Cambodian art: Arn Chorn Pond the flute player of Cambodia
It is near impossible to understand present-day Cambodia or its arts without learning about Arn Chorn Pond and his flute. His endeavors and collaborations are everywhere and they share unpretentious forgiveness, optimism, authenticity, and joy through the Cambodian Living Arts.
When it comes to genocide, silence is not an option. Shame is not an option. Putting behind the past is not an option. Instead, one must tell the stories of genocide and survivors must find the courage to release their voices. Nations have no legal obligation to do so, and since nations are players in the atrocities, they create false narratives or remain reluctant to crack the silence until a time and their citizenry demand more.

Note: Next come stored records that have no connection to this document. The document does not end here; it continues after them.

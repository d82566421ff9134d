//! Terminal rendering of harvest events.

use std::collections::HashMap;
use std::time::Duration;

use console::style;
use indicatif::{MultiProgress, ProgressBar, ProgressStyle};

use crate::services::HarvestEvent;

/// Counts collected while rendering, for the closing summary.
#[derive(Debug, Default, Clone, Copy)]
pub struct HarvestTally {
    pub pages: usize,
    pub records: usize,
    pub degraded: usize,
    pub failed_pages: usize,
}

/// One bar for the run, one per job while it is in flight.
pub struct HarvestProgress {
    multi: MultiProgress,
    jobs: ProgressBar,
    pages: HashMap<String, ProgressBar>,
    tally: HarvestTally,
}

fn bar_style(template: &str) -> ProgressStyle {
    ProgressStyle::default_bar()
        .template(template)
        .unwrap_or_else(|_| ProgressStyle::default_bar())
        .progress_chars("█▓░")
}

impl HarvestProgress {
    pub fn new() -> Self {
        let multi = MultiProgress::new();
        let jobs = multi.add(ProgressBar::new(0));
        jobs.set_style(bar_style(
            "{spinner:.green} jobs [{bar:30.cyan/blue}] {pos}/{len} {wide_msg}",
        ));
        jobs.enable_steady_tick(Duration::from_millis(120));
        Self {
            multi,
            jobs,
            pages: HashMap::new(),
            tally: HarvestTally::default(),
        }
    }

    pub fn tally(&self) -> HarvestTally {
        self.tally
    }

    fn println(&self, line: String) {
        let _ = self.multi.println(line);
    }

    fn finish_job(&mut self, job_id: &str) {
        if let Some(bar) = self.pages.remove(job_id) {
            bar.finish_and_clear();
            self.multi.remove(&bar);
        }
        self.jobs.inc(1);
    }

    pub fn handle(&mut self, event: HarvestEvent) {
        match event {
            HarvestEvent::Planned { pending, skipped } => {
                self.jobs.set_length(pending as u64);
                if skipped > 0 {
                    self.println(format!(
                        "{} Skipping {} job(s) with existing output",
                        style("→").dim(),
                        skipped
                    ));
                }
            }
            HarvestEvent::JobStarted { job_id } => {
                self.jobs.set_message(format!("discovering {}", job_id));
            }
            HarvestEvent::JobDiscovered { job_id, pages } => {
                let bar = self.multi.add(ProgressBar::new(u64::from(pages)));
                bar.set_style(bar_style("  {prefix} [{bar:20.green/dim}] {pos}/{len} pages"));
                bar.set_prefix(job_id.clone());
                self.pages.insert(job_id, bar);
            }
            HarvestEvent::PageStarted { .. } => {}
            HarvestEvent::PageCompleted {
                job_id, records, ..
            } => {
                self.tally.pages += 1;
                self.tally.records += records;
                if let Some(bar) = self.pages.get(&job_id) {
                    bar.inc(1);
                }
            }
            HarvestEvent::PageFailed {
                job_id, page, error, ..
            } => {
                self.tally.failed_pages += 1;
                if let Some(bar) = self.pages.get(&job_id) {
                    bar.inc(1);
                }
                self.println(format!(
                    "  {} {} page {}: {}",
                    style("✗").red(),
                    job_id,
                    page,
                    error
                ));
            }
            HarvestEvent::JobCompleted {
                job_id,
                records,
                degraded,
                path,
            } => {
                self.tally.degraded += degraded;
                self.finish_job(&job_id);
                let note = if degraded > 0 {
                    format!(" ({} degraded)", style(degraded).yellow())
                } else {
                    String::new()
                };
                self.println(format!(
                    "  {} {} {} records{} → {}",
                    style("✓").green(),
                    job_id,
                    records,
                    note,
                    path.display()
                ));
            }
            HarvestEvent::JobFailed { job_id, error } => {
                self.finish_job(&job_id);
                self.println(format!("  {} {}", style("✗").red(), error));
            }
        }
    }

    pub fn finish(&self) {
        self.jobs.finish_and_clear();
    }
}

impl Default for HarvestProgress {
    fn default() -> Self {
        Self::new()
    }
}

Cambodia was silenced by terror and oppression, and in many regards still is. The survivors of the war and genocide did not have a vocabulary to articulate the harms that had transpired. To this day, the genocide is not widely taught or discussed in Cambodia. The population is reluctant to speak and the officials want simply to bury it, along with their guilt. Cambodia’s youth has been left out of its history, unable to comprehend the anger, fear, shame, mental illness and abuse that surrounds them.
It is language and its twin – the arts – that build voices that can both speak and hear, acknowledge and respond, and ultimately connect. A culture that emerges from a violent past must both account for the past and create a future. How can this be done without trust and engagement? Without political will? Who will take on this ethical responsibility?
Arn Chorn Pond found the courage to take this on and discovered his ethical responsibility. As a child survivor of unimaginable horrors, he claimed his ability to speak, and with it the power to make things happen.
His life has been made into books and movies, including award-winning Patricia McCormick’s Never Fall Down, which was translated into Khmer in 2014, and Jocelyn Glatzer’s documentary The Flute Player.
Born in Battambang, Cambodia in 1966, his legendary family ran an opera company that performed throughout the country. He was age nine when the Khmer Rouge came to power. They took him from his family and sent him to Wat Aik, which was a Buddhist temple converted into a death camp for children. Children were starved as they were forced to work in the rice fields from 5 am until midnight. They were executed for being sick or ‘too lazy’. He watched his friends being murdered daily. He survived it solely because he learned to play propaganda music on the flute and the khim (a Cambodian hammered dulcimer) from an elder master.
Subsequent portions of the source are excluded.